Stubbs: Plugger from prairies gave heart, soul and a tooth to the Habs

 

 
 
 
 
Former Canadiens centre Ryan White says a handful of teams have been kicking his tires.
 

Former Canadiens centre Ryan White says a handful of teams have been kicking his tires.

Photograph by: Allen McInnis, Montreal Gazette

MONTREAL — You can still see Ryan White sitting in the Canadiens’ penalty box wearing his goofy, gap-toothed grin, laughing heartily, a bag of ice on his knuckles, his wild mane flying in all directions, looking like he’d combed it with a pitchfork.

The missing tooth was his right incisor; it sacrificed itself to a puck during a 2010 Hamilton Bulldogs playoff game, White sliding to block a shot and effectively using his mouth to do it.

He says to this day that, every now and then, he “dusts off” the tooth that was made to fill the gap — but only for very special occasions.

Amid the big-name departures from the Canadiens at the opening of free agency on July 1, Ryan White slipped off the roster almost invisibly.

And that is unfair to this friendly 26-year-old plugger from the prairies, who gave heart and soul and at least one tooth to the Habs organization during 141 regular-season games and another 10 in the playoffs, spread over five seasons.

A restricted free agent, White was not given a qualifying offer by the Canadiens last Tuesday, the team cutting him loose to sign with any club that might be interested.

On Friday, chatting from his home in Brandon, Man., White said he’s waiting to see what might come along.

“My agent is doing most of the due diligence. I’m waiting by the phone and seeing what’s going on,” he said. “As of now, we’re just patiently waiting to see what the best opportunity is going to be.”

White says a handful of teams have been kicking his tires, and neither he nor agent Craig Oster of Don Meehan’s Newport stable have a date circled on a calendar before a wider net might be cast for work in Europe or Russia’s Kontinental Hockey League.

A few, he says, have been dangling two-way contracts — one paycheque should he play in the NHL, one much smaller should he be farmed to the minors.

“I’m kind of waiting to see if I can get myself a one-way and get an opportunity to play some more minutes in the league,” White said.

“I want to give myself an opportunity to play in the NHL. Even if it means I have to take a two-way somewhere, I’m confident that I can go to another team and show them what I can do. Hopefully, they like what they see.”

He spoke graciously and effusively about the rich experience it was to play in the Canadiens family, the Calgary Hitmen forward tapped as the Habs’ fourth pick (66th overall) in the 2006 NHL entry draft.

White remembers the anxiety of not being called until the third round at that draft in Vancouver, then the ecstasy he felt going to Montreal.
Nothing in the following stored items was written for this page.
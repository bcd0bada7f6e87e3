//! The six-section prompt template.
//!
//! The preamble is the whole contract with the model: there is no structured
//! output enforcement, so the parser relies on the model echoing the header
//! tokens exactly as written here. Interpolated values are not escaped.

use taxlaw_core::{Section, TaxQuery};

const PREAMBLE: &str = "\
You are an expert tax law research assistant. Answer the client's question using \
the legislation excerpts provided as context.

Respond using exactly the six section headers shown below, in exactly the order shown, \
each header exactly once and alone on its own line. Do not add any other headers, \
markdown headings, or text outside the sections.

In the [TAX_CITATIONS] section, list one citation per line in the form:
<legislation name and section> | <url>

The text under each header is a placeholder showing what belongs in that section. \
Replace it with your own content.";

const TITLE_DIRECTIVE: &str =
    "Write a short descriptive title for the answer to the following question.";

/// Render the prompt for one question and its retrieved context.
pub fn build_prompt(query: &TaxQuery, context: &str) -> String {
    let mut prompt = String::with_capacity(PREAMBLE.len() + context.len() + 512);
    prompt.push_str(PREAMBLE);
    prompt.push_str("\n\n");

    for section in Section::ALL {
        prompt.push_str(section.header());
        prompt.push('\n');
        if section == Section::Title {
            prompt.push_str(TITLE_DIRECTIVE);
            prompt.push_str("\nQuestion: ");
            prompt.push_str(&query.query);
            prompt.push_str("\n\nContext:\n");
            prompt.push_str(context);
            prompt.push_str("\n\n");
        }
        prompt.push_str(section.seed(query));
        prompt.push_str("\n\n");
    }

    prompt.truncate(prompt.trim_end().len());
    prompt
}

#[cfg(test)]
mod tests {
    use super::*;

    fn query() -> TaxQuery {
        TaxQuery {
            query: "Is software a capital asset?".into(),
            title: "<title>".into(),
            tax_research: "<research>".into(),
            tax_citations: "<name> | <url>".into(),
            draft_client_response: "<draft>".into(),
            clarifying_questions: "<questions>".into(),
            confirmation: "<confirmation>".into(),
        }
    }

    /// Positions of lines that are exactly a header token.
    fn header_lines(prompt: &str) -> Vec<(usize, Section)> {
        prompt
            .lines()
            .enumerate()
            .filter_map(|(i, line)| {
                Section::ALL
                    .into_iter()
                    .find(|s| s.header() == line)
                    .map(|s| (i, s))
            })
            .collect()
    }

    #[test]
    fn headers_appear_once_each_in_order() {
        let prompt = build_prompt(&query(), "Section: ITAA 1997 s40-30\nSoftware may be...");
        let sections: Vec<Section> = header_lines(&prompt).into_iter().map(|(_, s)| s).collect();
        assert_eq!(sections, Section::ALL.to_vec());
    }

    #[test]
    fn seeds_follow_their_headers() {
        let prompt = build_prompt(&query(), "ctx");
        let lines: Vec<&str> = prompt.lines().collect();
        for (i, section) in header_lines(&prompt) {
            if section == Section::Title {
                continue;
            }
            assert_eq!(lines[i + 1], section.seed(&query()), "{section:?}");
        }
    }

    #[test]
    fn title_section_carries_question_and_context() {
        let prompt = build_prompt(&query(), "Section: ITAA 1997 s40-30\nSoftware may be...");
        let title_at = prompt.find("\n[TITLE]\n").unwrap();
        let research_at = prompt.find("\n[TAX_RESEARCH]\n").unwrap();
        let title_block = &prompt[title_at..research_at];
        assert!(title_block.contains(TITLE_DIRECTIVE));
        assert!(title_block.contains("Question: Is software a capital asset?"));
        assert!(title_block.contains("Section: ITAA 1997 s40-30\nSoftware may be..."));
        assert!(title_block.contains("<title>"));
    }

    #[test]
    fn empty_context_is_tolerated() {
        let prompt = build_prompt(&query(), "");
        assert!(prompt.contains("Context:\n"));
        assert_eq!(header_lines(&prompt).len(), 6);
    }

    #[test]
    fn deterministic() {
        assert_eq!(build_prompt(&query(), "ctx"), build_prompt(&query(), "ctx"));
    }

    #[test]
    fn ends_with_confirmation_seed() {
        let prompt = build_prompt(&query(), "ctx");
        assert!(prompt.ends_with("[CONFIRMATION]\n<confirmation>"));
    }

    #[test]
    fn preamble_describes_citation_format() {
        let prompt = build_prompt(&query(), "");
        assert!(prompt.contains("one citation per line"));
        assert!(prompt.starts_with("You are an expert tax law research assistant."));
    }
}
“You see a lot of guys leaving the building and you don’t want to be the last guy in there,” he joked of the players chosen ahead of himself. “It was a fresh start going to Montreal, a new beginning.”

White’s 141 NHL games are in fact 91 more than the other five Canadiens draftees that year, combined. His five career goals and 12 assists are not the best gauge of the lunch pail work ethic he brought to the rink every day and for how ferociously he played for the crest on the front of his jersey.

“I had a great time in Montreal and in Hamilton,” White said, having played 179 games on the Bulldogs farm. “I met a lot of good people and made some great friends.”

His end in Montreal came about an hour before the July 1 noon opening of free agency, a qualifying offer not tabled. Right up until the final hour, White had a strong feeling about the team’s plans but wasn’t certain about them.

“There were some tough phone calls from teammates at the end,” he said. “But we all know it’s a business, that’s the bottom line. The friends I made will be friends for a long time.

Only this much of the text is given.